How to Foundation Paper Piece – Part 4

HOW TO FOUNDATION PAPER PIECE, Uncategorized

TOP TIPS

These are my top tips for foundation paper piecing some of them will be familiar if you have read the previous 3 parts of my “how to foundation paper piece” guide.   Read them here – Part 1, Part 2 and Part 3.

Everyone paper pieces differently; you get some really accurate piecers, and you also get some slightly more “It will be all right on the night style piecing”! I tend to land somewhere in the middle of these two styles. I really like to use every scrap of fabric and of course sometimes I get things wrong and fudge them and that’s ok in my eyes!   

1 – Make notes on the paper. Some patterns are confusing and it can be tricky to remember which fabrics go where.  To make the process quicker either write a word or mark a colour on the pattern to help you sew the right fabric next. 

2 – If you are using more than 3 fabrics or colours are similar make a reference page with swatches stuck or sewn on and labelled to refer back to and check scraps against.

3 – As a beginner and for complex blocks pin the sections to a board or design wall to see how they will eventually be sewn together.  This helps you to keep an overview of how they will go together and I like to see my progress.   

4 – Glue basting first and last fabrics.  When I learnt about this it was a game changer. I was not stabbing myself with pins or warping seams when unbasted fabric shifted while sewing.   I use a super cheap kids Pritt stick and I try to use as little as possible.

5 – Use fabric efficiently by folding over paper pattern backwards along seam to check you have enough fabric and you are not creating much waste.  This is difficult to explain in writing so I have done a video.

Alternatively, I’ve broken it down into little steps to help you understand.     

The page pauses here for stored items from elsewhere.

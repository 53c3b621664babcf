//! Property-based coverage of the DAG-readiness invariants from the
//! design's testable-properties section: a linear chain of arbitrary
//! depth converges to `Finished` one step at a time, in order, with no
//! step ever promoted ahead of an unfinished dependency.

use std::sync::Arc;
use std::time::Duration;

use async_trait::async_trait;
use proptest::prelude::*;
use sagaflow::config::{DispatcherOptions, OrchestratorOptions};
use sagaflow::orchestrator::Orchestrator;
use sagaflow::saga::{Saga, SagaStatus};
use sagaflow::step::StepStatus;
use sagaflow::store::memory::InMemoryStore;
use sagaflow::worker::Worker;
use tokio::sync::mpsc::{unbounded_channel, UnboundedSender};

struct Dispatched {
    step_id: String,
    saga: Saga,
}

struct ChannelWorker {
    tx: UnboundedSender<Dispatched>,
}

#[async_trait]
impl Worker for ChannelWorker {
    fn name(&self) -> &str {
        "W"
    }

    async fn run(
        &self,
        _args: Vec<serde_json::Value>,
        _dependency_args: Vec<serde_json::Value>,
        saga: Saga,
        step_id: String,
    ) {
        let _ = self.tx.send(Dispatched { step_id, saga });
    }
}

/// Build a depth-`n` linear chain (each step depends on the previous
/// one) and drive it to completion one tick/finish pair at a time,
/// recording the chain's step ids in declaration order alongside the
/// saga's final status.
async fn run_chain(depth: usize) -> (Vec<String>, SagaStatus) {
    let store = Arc::new(InMemoryStore::new());
    let orchestrator = Orchestrator::new(
        store,
        OrchestratorOptions::new("dag-prop"),
        DispatcherOptions::default().with_interval(Duration::from_secs(3600)),
    );
    orchestrator.stop();

    let (tx, mut rx) = unbounded_channel();
    orchestrator.register_worker(Arc::new(ChannelWorker { tx })).unwrap();

    let saga = orchestrator.create_saga().await.unwrap();
    let mut chain = Vec::with_capacity(depth);
    let mut prev: Option<String> = None;
    for _ in 0..depth {
        let depends_on = prev.clone().into_iter().collect();
        let step = saga.add_step("W", vec![], depends_on).await.unwrap();
        prev = Some(step.id.clone());
        chain.push(step.id);
    }
    saga.start().await.unwrap();

    for expected_id in &chain {
        orchestrator.tick_now().await;
        let dispatched = rx.recv().await.expect("chain must progress one step at a time");
        assert_eq!(&dispatched.step_id, expected_id);

        // Every later step in the chain must still be unqueued while an
        // earlier one is outstanding (invariant 1, §8).
        let steps = saga.steps().await.unwrap();
        for id in chain.iter().skip_while(|id| *id != expected_id).skip(1) {
            let record = steps.iter().find(|s| &s.id == id).unwrap();
            assert_eq!(record.status, StepStatus::Created);
        }

        dispatched
            .saga
            .step_finished(&dispatched.step_id, Some(serde_json::json!(true)))
            .await
            .unwrap();
    }
    orchestrator.tick_now().await;

    let status = saga.record().await.unwrap().status;
    (chain, status)
}

proptest! {
    #![proptest_config(ProptestConfig::with_cases(16))]

    #[test]
    fn linear_chain_of_any_depth_converges_in_declaration_order(depth in 1usize..12) {
        let rt = tokio::runtime::Runtime::new().unwrap();
        let (chain, status) = rt.block_on(run_chain(depth));
        prop_assert_eq!(chain.len(), depth);
        prop_assert_eq!(status, SagaStatus::Finished);
    }
}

  • Fold the paper pattern back on itself along the seam line so the printed sides are touching. 
  • Select a scrap or section of fabric you think will be big enough.
  • Hold the fabric finished side to finished side against the block.
  • Line-up the new fabric to the seam allowance.
  • Holding fabric and block with both thumbs and first fingers I flip backwards and forwards to check the fabric covers the whole area. 
  • If the pattern it is large or I’m struggling to see through the copy paper I make sure I have folded the pattern where the next seam will be and hold my fingers where the fabric needs to finish as I flip backwards and forwards

6 – Prep and piece multiple areas at a time either on one section or multiple sections.    This means you save a little time not going back and forth between the cutting mat and sewing machine.  I suggest only doing this once you are confident and when areas on the same section are not next to each other. 

7 – Fray Check – I occasionally screw up a little and don’t allow quite enough fabric.  The area I want is covered but after use the fabric might give on the seam.  Obviously try to avoid this but sometimes you only notice once it’s too late or don’t have enough fabric to redo … shhhh… don’t tell anyone.  A small section of lightweight iron-on interfacing can also help after the paper has been removed. 

8 – When joining sections, line up the important/obvious fabric intersections first and not corners.  If the corners are slightly out it doesn’t matter much as long as you take any difference into account when sewing a perpendicular seam to the one which is out.    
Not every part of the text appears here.